Adjustable oral appliances give superior results to fixed oral appliances; however, most of the older comparisons of CPAP to oral appliances compared CPAP titrated to optimally effective pressure with fixed oral appliances not adjusted to maximally effective mandibular advancement. A recent study compared CPAP and oral appliances that were both titrated to optimize settings [6]. Sixty-four patients with mild to moderate sleep apnea were randomly assigned to therapy with an MRA, CPAP, or a placebo device. Polysomnography was obtained before treatment and after six months treatment to measure the number of respiratory events per hour. No differences were found between the MRA and CPAP groups in reductions in the number of events between baseline and after treatment. The reductions seen in the placebo group were much smaller. In terms of the number of patients who were successfully treated, statistical analysis indicates no difference between the MRA and CPAP groups.
Conclusion:
Oral appliances provide effective treatment for obstructive sleep apnea. Although a variety of oral appliances have been investigated, most studies have used mandibular repositioning appliances (MRAs), which position the mandible forward during sleep. These can either advance the mandible a fixed fraction of the maximum distance the patient can advance his or her mandible, or they can be adjustable to determine what advancement gives the greatest reduction in respiratory events per hour.
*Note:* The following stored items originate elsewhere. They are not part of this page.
//! Templated setup script served to enrolling nodes.
//!
//! The script is public: it is useless without a valid setup code. Every
//! value interpolated into it is validated against a strict allow-list
//! pattern first, so no caller-controlled byte reaches the shell unchecked.

use std::sync::LazyLock;

use regex::Regex;

use crate::persist::nodes::NodeKind;
use crate::{Error, Result};

static URL_RE: LazyLock<Regex> =
    LazyLock::new(|| Regex::new(r"^https?://[A-Za-z0-9._:/\[\]-]+$").expect("static regex"));
static CODE_RE: LazyLock<Regex> =
    LazyLock::new(|| Regex::new(r"^[a-f0-9]{32}$").expect("static regex"));
static HOST_RE: LazyLock<Regex> =
    LazyLock::new(|| Regex::new(r"^[A-Za-z0-9._:\[\]-]*$").expect("static regex"));

/// Inputs for the rendered script.
#[derive(Debug)]
pub struct ScriptParams<'a> {
    /// Node kind the script provisions
    pub kind: NodeKind,
    /// Base URL the node will call back to
    pub pulse_url: &'a str,
    /// Setup code embedded in the auto-register call
    pub setup_code: &'a str,
    /// Target host the admin named, if any
    pub host: &'a str,
}

/// Validate inputs and render the install script.
pub fn render_setup_script(params: &ScriptParams<'_>) -> Result<String> {
    if !URL_RE.is_match(params.pulse_url) {
        return Err(Error::validation("invalid_url", "pulse_url is not acceptable"));
    }
    if !CODE_RE.is_match(params.setup_code) {
        return Err(Error::validation("invalid_token", "setup token is not acceptable"));
    }
    if !HOST_RE.is_match(params.host) {
        return Err(Error::validation("invalid_host", "host is not acceptable"));
    }

    let body = match params.kind {
        NodeKind::Pve => PVE_PROVISION,
        NodeKind::Pbs => PBS_PROVISION,
    };

    Ok(format!(
        r#"#!/bin/sh
# Pulse monitoring setup - creates a read-only monitoring user and API token
# on this node, then registers it with Pulse.
set -eu

PULSE_URL="{pulse_url}"
SETUP_CODE="{setup_code}"
NODE_TYPE="{node_type}"
TARGET_HOST="{host}"

MONITOR_USER="pulse-monitor"
TOKEN_NAME="pulse"

fail() {{
    echo "pulse-setup: $1" >&2
    exit 1
}}

command -v curl >/dev/null 2>&1 || fail "curl is required"

if [ -z "$TARGET_HOST" ]; then
    TARGET_HOST="$(hostname -I 2>/dev/null | awk '{{print $1}}')"
    [ -n "$TARGET_HOST" ] || fail "could not determine this host's address"
fi

{body}

echo "Registering with Pulse at $PULSE_URL ..."
HTTP_CODE="$(curl -sk -o /tmp/pulse-register.out -w '%{{http_code}}' \
    -X POST "$PULSE_URL/api/auto-register" \
    -H 'Content-Type: application/json' \
    -H "X-Setup-Token: $SETUP_CODE" \
    -d "{{\"type\":\"$NODE_TYPE\",\"host\":\"$TARGET_HOST\",\"serverName\":\"$(hostname)\",\"tokenId\":\"$TOKEN_ID\",\"tokenValue\":\"$TOKEN_SECRET\",\"source\":\"script\"}}")"

if [ "$HTTP_CODE" != "200" ]; then
    cat /tmp/pulse-register.out >&2 || true
    fail "registration failed with HTTP $HTTP_CODE"
fi

echo "Node registered with Pulse."
"#,
        pulse_url = params.pulse_url,
        setup_code = params.setup_code,
        node_type = params.kind,
        host = params.host,
    ))
}

const PVE_PROVISION: &str = r#"command -v pveum >/dev/null 2>&1 || fail "pveum not found - is this a Proxmox VE node?"

if ! pveum user list | grep -q "$MONITOR_USER@pam"; then
    pveum user add "$MONITOR_USER@pam" --comment "Pulse monitoring (auto-created)"
fi
pveum acl modify / --users "$MONITOR_USER@pam" --roles PVEAuditor

TOKEN_ID="$MONITOR_USER@pam!$TOKEN_NAME"
pveum user token remove "$MONITOR_USER@pam" "$TOKEN_NAME" >/dev/null 2>&1 || true
TOKEN_SECRET="$(pveum user token add "$MONITOR_USER@pam" "$TOKEN_NAME" --privsep 0 --output-format json \
    | sed -n 's/.*"value"[^"]*"\([^"]*\)".*/\1/p')"
[ -n "$TOKEN_SECRET" ] || fail "token creation did not return a secret""#;

const PBS_PROVISION: &str = r#"command -v proxmox-backup-manager >/dev/null 2>&1 || fail "proxmox-backup-manager not found - is this a Proxmox Backup Server?"

if ! proxmox-backup-manager user list --output-format json | grep -q "$MONITOR_USER@pbs"; then
    proxmox-backup-manager user create "$MONITOR_USER@pbs"
fi
proxmox-backup-manager acl update / Audit --auth-id "$MONITOR_USER@pbs"

TOKEN_ID="$MONITOR_USER@pbs!$TOKEN_NAME"
proxmox-backup-manager user delete-token "$MONITOR_USER@pbs" "$TOKEN_NAME" >/dev/null 2>&1 || true
TOKEN_SECRET="$(proxmox-backup-manager user generate-token "$MONITOR_USER@pbs" "$TOKEN_NAME" --output-format json \
    | sed -n 's/.*"value"[^"]*"\([^"]*\)".*/\1/p')"
[ -n "$TOKEN_SECRET" ] || fail "token creation did not return a secret""#;
//! Agent binary distribution: install scripts, binaries per (platform,
//! arch), and cached SHA-256 checksums.
//!
//! Binaries are looked up across a fixed candidate list (configured bin dir,
//! project-local `bin/`, legacy image layout). Checksums are computed once
//! per `(path, mtime, size)` and invalidated when the file changes on disk.

use std::path::{Path, PathBuf};
use std::sync::Arc;
use std::sync::LazyLock;
use std::time::SystemTime;

use axum::extract::{Extension, Path as UrlPath, Query, State};
use axum::http::{HeaderMap, StatusCode, header};
use axum::response::{IntoResponse, Response};
use dashmap::DashMap;
use regex::Regex;
use serde::Deserialize;
use sha2::{Digest, Sha256};
use tracing::{debug, info, warn};

use crate::server::router::AppState;
use crate::{Error, Result};

/// Artifacts this endpoint will serve at all.
const ARTIFACTS: &[&str] = &["pulse-host-agent", "pulse-docker-agent"];

static IDENT_RE: LazyLock<Regex> =
    LazyLock::new(|| Regex::new(r"^[a-zA-Z0-9\-]+$").expect("static regex"));

/// Cached digest for one file state.
#[derive(Debug, Clone)]
struct CachedChecksum {
    sha256: String,
    mtime: SystemTime,
    size: u64,
}

/// Serves agent binaries with checksum caching.
pub struct BinaryDistributor {
    bin_dir: PathBuf,
    release_archive: Option<PathBuf>,
    checksums: DashMap<PathBuf, CachedChecksum>,
}

impl BinaryDistributor {
    /// Build over the configured binary directory.
    #[must_use]
    pub fn new(bin_dir: PathBuf, release_archive: Option<PathBuf>) -> Self {
        Self {
            bin_dir,
            release_archive,
            checksums: DashMap::new(),
        }
    }

    /// Candidate paths for an artifact, in search order.
    fn candidates(&self, artifact: &str, platform: &str, arch: &str) -> Vec<PathBuf> {
        let qualified = format!("{artifact}-{platform}-{arch}");
        let mut paths = vec![
            self.bin_dir.join(&qualified),
            self.bin_dir.join(artifact),
            PathBuf::from("bin").join(&qualified),
            PathBuf::from("bin").join(artifact),
            PathBuf::from("/opt/pulse/bin").join(artifact),
        ];

        if platform.eq_ignore_ascii_case("windows") {
            let with_exe: Vec<PathBuf> = paths
                .iter()
                .map(|p| {
                    let mut s = p.clone().into_os_string();
                    s.push(".exe");
                    PathBuf::from(s)
                })
                .collect();
            // Prefer the .exe variants, keep the bare names as fallback
            let mut combined = with_exe;
            combined.extend(paths);
            paths = combined;
        }
        paths
    }

    /// Resolve an artifact to an on-disk path.
    ///
    /// On a miss, tries to restore the file from the bundled release
    /// archive; the final error lists every path checked.
    pub async fn resolve(&self, artifact: &str, platform: &str, arch: &str) -> Result<PathBuf> {
        if !ARTIFACTS.contains(&artifact) {
            return Err(Error::NotFound(format!("unknown artifact {artifact}")));
        }
        if !IDENT_RE.is_match(platform) || !IDENT_RE.is_match(arch) {
            return Err(Error::validation(
                "invalid_platform",
                "platform and arch must match ^[a-zA-Z0-9-]+$",
            ));
        }

        let candidates = self.candidates(artifact, platform, arch);
        for path in &candidates {
            if path.is_file() {
                return Ok(path.clone());
            }
        }

        if self.restore_from_archive(artifact).await {
            for path in &candidates {
                if path.is_file() {
                    return Ok(path.clone());
                }
            }
        }

        let listing = candidates
            .iter()
            .map(|p| p.display().to_string())
            .collect::<Vec<_>>()
            .join(", ");
        Err(Error::NotFound(format!(
            "{artifact} not found; checked: {listing}"
        )))
    }

    /// Try to extract the artifact from the bundled release archive.
    async fn restore_from_archive(&self, artifact: &str) -> bool {
        let Some(ref archive) = self.release_archive else {
            return false;
        };
        if !archive.is_file() {
            debug!(archive = %archive.display(), "No release archive to restore from");
            return false;
        }

        info!(artifact = %artifact, archive = %archive.display(), "Restoring binary from release archive");
        let result = tokio::process::Command::new("tar")
            .arg("-xzf")
            .arg(archive)
            .arg("-C")
            .arg(&self.bin_dir)
            .arg(artifact)
            .output()
            .await;

        match result {
            Ok(output) if output.status.success() => true,
            Ok(output) => {
                warn!(
                    artifact = %artifact,
                    stderr = %String::from_utf8_lossy(&output.stderr),
                    "Archive restore failed"
                );
                false
            }
            Err(e) => {
                warn!(artifact = %artifact, error = %e, "Archive restore failed");
                false
            }
        }
    }

    /// SHA-256 hex digest of a file, cached per `(path, mtime, size)`.
    pub async fn checksum(&self, path: &Path) -> Result<String> {
        let metadata = tokio::fs::metadata(path).await?;
        let mtime = metadata.modified()?;
        let size = metadata.len();

        if let Some(cached) = self.checksums.get(path) {
            if cached.mtime == mtime && cached.size == size {
                return Ok(cached.sha256.clone());
            }
        }

        let bytes = tokio::fs::read(path).await?;
        let mut hasher = Sha256::new();
        hasher.update(&bytes);
        let sha256 = hex::encode(hasher.finalize());

        self.checksums.insert(
            path.to_path_buf(),
            CachedChecksum {
                sha256: sha256.clone(),
                mtime,
                size,
            },
        );
        Ok(sha256)
    }
}
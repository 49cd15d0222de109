//! Proxmox cluster detection probe.
//!
//! Before inserting a new PVE instance, enrollment asks the node whether it
//! belongs to a cluster. Nodes of an already-configured cluster are merged
//! into that instance's endpoint set instead of becoming duplicates.

use std::time::Duration;

use serde::Deserialize;
use tracing::debug;

/// A node reported by `/cluster/status`.
#[derive(Debug, Clone, PartialEq, Eq)]
pub struct ClusterNode {
    /// Cluster-internal node name
    pub name: String,
    /// Node IP as reported by the cluster, when present
    pub ip: Option<String>,
}

/// Result of a successful cluster probe.
#[derive(Debug, Clone)]
pub struct ClusterInfo {
    /// Cluster name
    pub name: String,
    /// Member nodes
    pub nodes: Vec<ClusterNode>,
}

/// Abstraction over the probe so enrollment logic is testable without a
/// live Proxmox node.
#[async_trait::async_trait]
pub trait ClusterProber: Send + Sync + 'static {
    /// Ask the node for its cluster membership. `None` means standalone,
    /// unreachable, or not a PVE node.
    async fn probe(
        &self,
        host_url: &str,
        token_id: &str,
        token_value: &str,
        verify_tls: bool,
    ) -> Option<ClusterInfo>;
}

#[derive(Debug, Deserialize)]
struct StatusResponse {
    data: Vec<StatusEntry>,
}

#[derive(Debug, Deserialize)]
struct StatusEntry {
    #[serde(rename = "type")]
    kind: String,
    #[serde(default)]
    name: Option<String>,
    #[serde(default)]
    ip: Option<String>,
}

/// Probe over the Proxmox HTTP API.
pub struct HttpClusterProber {
    timeout: Duration,
}

impl HttpClusterProber {
    /// Probe with the given per-request timeout.
    #[must_use]
    pub fn new(timeout: Duration) -> Self {
        Self { timeout }
    }
}

impl Default for HttpClusterProber {
    fn default() -> Self {
        Self::new(Duration::from_secs(5))
    }
}

#[async_trait::async_trait]
impl ClusterProber for HttpClusterProber {
    async fn probe(
        &self,
        host_url: &str,
        token_id: &str,
        token_value: &str,
        verify_tls: bool,
    ) -> Option<ClusterInfo> {
        let client = reqwest::Client::builder()
            .timeout(self.timeout)
            .danger_accept_invalid_certs(!verify_tls)
            .build()
            .ok()?;

        let url = format!("{host_url}/api2/json/cluster/status");
        let response = client
            .get(&url)
            .header(
                "Authorization",
                format!("PVEAPIToken={token_id}={token_value}"),
            )
            .send()
            .await
            .ok()?;

        if !response.status().is_success() {
            debug!(url = %url, status = %response.status(), "Cluster probe rejected");
            return None;
        }

        let status: StatusResponse = response.json().await.ok()?;

        let name = status
            .data
            .iter()
            .find(|e| e.kind == "cluster")
            .and_then(|e| e.name.clone())?;

        let nodes = status
            .data
            .iter()
            .filter(|e| e.kind == "node")
            .filter_map(|e| {
                e.name.clone().map(|name| ClusterNode {
                    name,
                    ip: e.ip.clone(),
                })
            })
            .collect();

        debug!(cluster = %name, "Node reports cluster membership");
        Some(ClusterInfo { name, nodes })
    }
}
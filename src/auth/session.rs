//! Session store - persisted map of token-hash to session record.
//!
//! Sessions are addressed by the SHA-256 of the opaque cookie value; only
//! the hash is ever persisted. A user index supports bulk invalidation. OIDC
//! sessions carry a refresh bundle that [`SessionStore::validate`] renews
//! transparently through an injected [`OidcRefresher`].

use std::collections::HashSet;
use std::path::PathBuf;
use std::sync::Arc;
use std::time::Duration;

use chrono::{DateTime, Utc};
use dashmap::DashMap;
use rand::RngExt;
use serde::{Deserialize, Serialize};
use sha2::{Digest, Sha256};
use tracing::{debug, warn};

use super::oidc::{OidcRefresher, OidcTokens};
use crate::persist;

/// How a session was established.
#[derive(Debug, Clone, Copy, PartialEq, Eq, Serialize, Deserialize)]
#[serde(rename_all = "lowercase")]
pub enum SessionKind {
    /// Password / basic / bootstrap login
    Local,
    /// OIDC callback
    Oidc,
}

/// One persisted session.
#[derive(Debug, Clone, Serialize, Deserialize)]
#[serde(rename_all = "camelCase")]
pub struct SessionRecord {
    /// SHA-256 hex of the opaque token
    pub hash: String,
    /// Hard expiry
    pub expires_at: DateTime<Utc>,
    /// Creation time
    pub created_at: DateTime<Utc>,
    /// Last validated use
    pub last_seen: DateTime<Utc>,
    /// User agent at creation
    pub user_agent: String,
    /// Client IP at creation
    pub client_ip: String,
    /// Owning username
    pub username: String,
    /// Local or OIDC
    pub kind: SessionKind,
    /// OIDC refresh bundle, for `kind == Oidc`
    #[serde(default)]
    pub oidc: Option<OidcTokens>,
}

impl SessionRecord {
    /// Whether the record's hard expiry has passed.
    #[must_use]
    pub fn is_expired(&self) -> bool {
        Utc::now() >= self.expires_at
    }
}

/// Generate an opaque session token: 32 random bytes as 64 hex chars.
#[must_use]
pub fn generate_session_token() -> String {
    let bytes: [u8; 32] = rand::rng().random();
    hex::encode(bytes)
}

/// SHA-256 hex of an opaque token. The store is keyed by this value so the
/// plaintext never touches disk.
#[must_use]
pub fn hash_token(token: &str) -> String {
    let mut hasher = Sha256::new();
    hasher.update(token.as_bytes());
    hex::encode(hasher.finalize())
}

/// Disk-backed session store.
pub struct SessionStore {
    by_hash: DashMap<String, SessionRecord>,
    by_user: DashMap<String, HashSet<String>>,
    file: PathBuf,
}

impl SessionStore {
    /// Load the store from `file`, starting empty when absent or corrupt.
    #[must_use]
    pub fn load(file: PathBuf) -> Self {
        let store = Self {
            by_hash: DashMap::new(),
            by_user: DashMap::new(),
            file,
        };

        if let Some(records) = persist::load_json::<Vec<SessionRecord>>(&store.file) {
            for record in records {
                if record.is_expired() {
                    continue;
                }
                store.index_user(&record.username, &record.hash);
                store.by_hash.insert(record.hash.clone(), record);
            }
            debug!(sessions = store.by_hash.len(), "Loaded sessions");
        }

        store
    }

    /// Create a local session and write through to disk.
    pub fn create(
        &self,
        token: &str,
        ttl: Duration,
        user_agent: &str,
        client_ip: &str,
        username: &str,
    ) -> SessionRecord {
        self.insert(token, ttl, user_agent, client_ip, username, SessionKind::Local, None)
    }

    /// Create an OIDC session carrying its refresh bundle.
    pub fn create_oidc(
        &self,
        token: &str,
        ttl: Duration,
        user_agent: &str,
        client_ip: &str,
        username: &str,
        tokens: OidcTokens,
    ) -> SessionRecord {
        self.insert(
            token,
            ttl,
            user_agent,
            client_ip,
            username,
            SessionKind::Oidc,
            Some(tokens),
        )
    }

    #[allow(clippy::too_many_arguments)]
    fn insert(
        &self,
        token: &str,
        ttl: Duration,
        user_agent: &str,
        client_ip: &str,
        username: &str,
        kind: SessionKind,
        oidc: Option<OidcTokens>,
    ) -> SessionRecord {
        let now = Utc::now();
        let hash = hash_token(token);
        let record = SessionRecord {
            hash: hash.clone(),
            expires_at: now
                + chrono::Duration::from_std(ttl).unwrap_or_else(|_| chrono::Duration::hours(24)),
            created_at: now,
            last_seen: now,
            user_agent: user_agent.to_string(),
            client_ip: client_ip.to_string(),
            username: username.to_string(),
            kind,
            oidc,
        };

        self.index_user(username, &hash);
        self.by_hash.insert(hash, record.clone());
        self.persist();
        record
    }

    /// Validate an opaque token.
    ///
    /// Expired records are lazily evicted and never validate. For OIDC
    /// sessions inside the refresh buffer, the injected refresher is invoked
    /// and the record updated in place; refresh failure downgrades the
    /// request to unauthenticated.
    pub async fn validate(
        &self,
        token: &str,
        refresher: Option<&Arc<dyn OidcRefresher>>,
    ) -> Option<SessionRecord> {
        let hash = hash_token(token);

        let record = {
            let entry = self.by_hash.get(&hash)?;
            entry.clone()
        };

        if record.is_expired() {
            self.remove_hash(&hash);
            self.persist();
            debug!(user = %record.username, "Evicted expired session");
            return None;
        }

        let needs_refresh = record.oidc.as_ref().is_some_and(OidcTokens::needs_refresh);
        let (Some(refresher), true) = (refresher, needs_refresh) else {
            if let Some(mut entry) = self.by_hash.get_mut(&hash) {
                entry.last_seen = Utc::now();
            }
            return Some(record);
        };

        let tokens = record.oidc.clone()?;
        let Some(ref refresh_token) = tokens.refresh_token else {
            warn!(user = %record.username, "OIDC session expiring without refresh token");
            self.remove_hash(&hash);
            self.persist();
            return None;
        };

        match refresher.refresh(refresh_token).await {
            Ok(mut renewed) => {
                // Issuers may omit the rotated refresh token; keep the old one.
                if renewed.refresh_token.is_none() {
                    renewed.refresh_token = tokens.refresh_token.clone();
                }
                let mut updated = record;
                updated.oidc = Some(renewed);
                updated.last_seen = Utc::now();
                self.by_hash.insert(hash, updated.clone());
                self.persist();
                Some(updated)
            }
            Err(e) => {
                warn!(user = %record.username, error = %e, "OIDC refresh failed, session dropped");
                self.remove_hash(&hash);
                self.persist();
                None
            }
        }
    }

    /// Delete the session for an opaque token. Returns the removed record.
    pub fn delete(&self, token: &str) -> Option<SessionRecord> {
        let hash = hash_token(token);
        let removed = self.remove_hash(&hash);
        if removed.is_some() {
            self.persist();
        }
        removed
    }

    /// Remove every session owned by `username`. Returns removed hashes.
    pub fn invalidate_user(&self, username: &str) -> Vec<String> {
        let hashes: Vec<String> = self
            .by_user
            .remove(username)
            .map(|(_, set)| set.into_iter().collect())
            .unwrap_or_default();

        for hash in &hashes {
            self.by_hash.remove(hash);
        }
        if !hashes.is_empty() {
            self.persist();
        }
        hashes
    }

    /// Like [`Self::invalidate_user`] but keeps the session for `keep_token`.
    pub fn invalidate_user_except(&self, username: &str, keep_token: &str) -> Vec<String> {
        let keep_hash = hash_token(keep_token);
        let removed: Vec<String> = self
            .by_user
            .get(username)
            .map(|set| set.iter().filter(|h| **h != keep_hash).cloned().collect())
            .unwrap_or_default();

        for hash in &removed {
            self.by_hash.remove(hash);
            if let Some(mut set) = self.by_user.get_mut(username) {
                set.remove(hash);
            }
        }
        if !removed.is_empty() {
            self.persist();
        }
        removed
    }

    /// Remove all expired records. Returns how many were dropped.
    pub fn sweep(&self) -> usize {
        let expired: Vec<(String, String)> = self
            .by_hash
            .iter()
            .filter(|e| e.value().is_expired())
            .map(|e| (e.key().clone(), e.value().username.clone()))
            .collect();

        let count = expired.len();
        for (hash, _) in &expired {
            self.remove_hash(hash);
        }
        if count > 0 {
            self.persist();
            debug!(count, "Swept expired sessions");
        }
        count
    }

    /// Hashes of currently live sessions (used to sweep orphan CSRF records).
    #[must_use]
    pub fn live_hashes(&self) -> HashSet<String> {
        self.by_hash.iter().map(|e| e.key().clone()).collect()
    }

    fn remove_hash(&self, hash: &str) -> Option<SessionRecord> {
        let (_, record) = self.by_hash.remove(hash)?;
        if let Some(mut set) = self.by_user.get_mut(&record.username) {
            set.remove(hash);
        }
        Some(record)
    }

    fn index_user(&self, username: &str, hash: &str) {
        self.by_user
            .entry(username.to_string())
            .or_default()
            .insert(hash.to_string());
    }

    fn persist(&self) {
        let records: Vec<SessionRecord> =
            self.by_hash.iter().map(|e| e.value().clone()).collect();
        if let Err(e) = persist::save_json(&self.file, &records) {
            warn!(error = %e, "Failed to persist sessions");
        }
    }
}
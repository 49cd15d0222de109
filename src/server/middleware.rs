//! Request-pipeline middleware: universal rate limiting, path-traversal
//! defense, demo-mode read-only gate and security headers.

use std::sync::Arc;

use axum::body::Body;
use axum::extract::State;
use axum::http::{HeaderValue, Request, StatusCode, header};
use axum::middleware::Next;
use axum::response::{IntoResponse, Response};
use serde_json::json;
use tracing::warn;

use super::net;
use crate::Error;
use crate::auth::is_state_changing;
use crate::server::router::AppState;

/// Paths that stay writable in demo mode so visitors can log in and out.
const DEMO_WRITABLE: &[&str] = &["/api/login", "/api/logout"];

/// Outer guard: universal rate limit, raw-path traversal check, demo-mode
/// write gate.
pub async fn guard_middleware(
    State(state): State<Arc<AppState>>,
    request: Request<Body>,
    next: Next,
) -> Response {
    let path = request.uri().path().to_string();

    // Universal limiter
    if let Some(ref limiter) = state.global_limiter {
        if limiter.check().is_err() {
            return Error::RateLimited.into_response();
        }
    }

    // Raw path traversal: fail fast before any routing
    if path.contains("..") {
        warn!(path = %path, "Path traversal attempt");
        if path.starts_with("/api") {
            return Error::Unauthorized.into_response();
        }
        return (
            StatusCode::BAD_REQUEST,
            axum::Json(json!({"error": "invalid_path"})),
        )
            .into_response();
    }

    // Demo mode: reads only
    if state.config.security.demo_mode
        && is_state_changing(request.method())
        && !DEMO_WRITABLE.contains(&path.as_str())
    {
        return Error::DemoReadOnly.into_response();
    }

    next.run(request).await
}

/// Per-client-IP limiter for the public install/download/login endpoints.
pub async fn public_rate_limit(
    State(state): State<Arc<AppState>>,
    request: Request<Body>,
    next: Next,
) -> Response {
    let peer = request
        .extensions()
        .get::<axum::extract::ConnectInfo<std::net::SocketAddr>>()
        .map(|c| c.0.ip());
    let key = net::client_ip(request.headers(), peer, &state.trusted)
        .map_or_else(|| "unknown".to_string(), |ip| ip.to_string());

    if state.public_limiter.check_key(&key).is_err() {
        warn!(client = %key, path = %request.uri().path(), "Public endpoint rate limited");
        return Error::RateLimited.into_response();
    }

    next.run(request).await
}

/// Security headers on every response; HSTS only over secure connections,
/// frame policy from the embedding config.
pub async fn security_headers(
    State(state): State<Arc<AppState>>,
    request: Request<Body>,
    next: Next,
) -> Response {
    let secure = net::is_connection_secure(state.tls_enabled, request.headers());

    let mut response = next.run(request).await;
    let headers = response.headers_mut();

    headers.insert(
        header::X_CONTENT_TYPE_OPTIONS,
        HeaderValue::from_static("nosniff"),
    );
    headers.insert(
        header::REFERRER_POLICY,
        HeaderValue::from_static("strict-origin-when-cross-origin"),
    );

    let embedding = &state.config.security;
    if embedding.allow_embedding {
        let ancestors = if embedding.allowed_embed_origins.is_empty() {
            "'self'".to_string()
        } else {
            embedding.allowed_embed_origins.join(" ")
        };
        if let Ok(value) =
            HeaderValue::from_str(&format!("frame-ancestors {ancestors}"))
        {
            headers.insert(header::CONTENT_SECURITY_POLICY, value);
        }
    } else {
        headers.insert(
            header::CONTENT_SECURITY_POLICY,
            HeaderValue::from_static("frame-ancestors 'none'"),
        );
        headers.insert(header::X_FRAME_OPTIONS, HeaderValue::from_static("DENY"));
    }

    if secure {
        headers.insert(
            header::STRICT_TRANSPORT_SECURITY,
            HeaderValue::from_static("max-age=31536000; includeSubDomains"),
        );
    }

    response
}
Fixed MRAs are frequently optimal for patients with mild disease, but adjustable devices work better for moderate to severe disease. Comparisons with CPAP often show better results with CPAP for more severe disease, but even in this case, MRAs provide effective therapy for the many patients unwilling or unable to tolerate CPAP.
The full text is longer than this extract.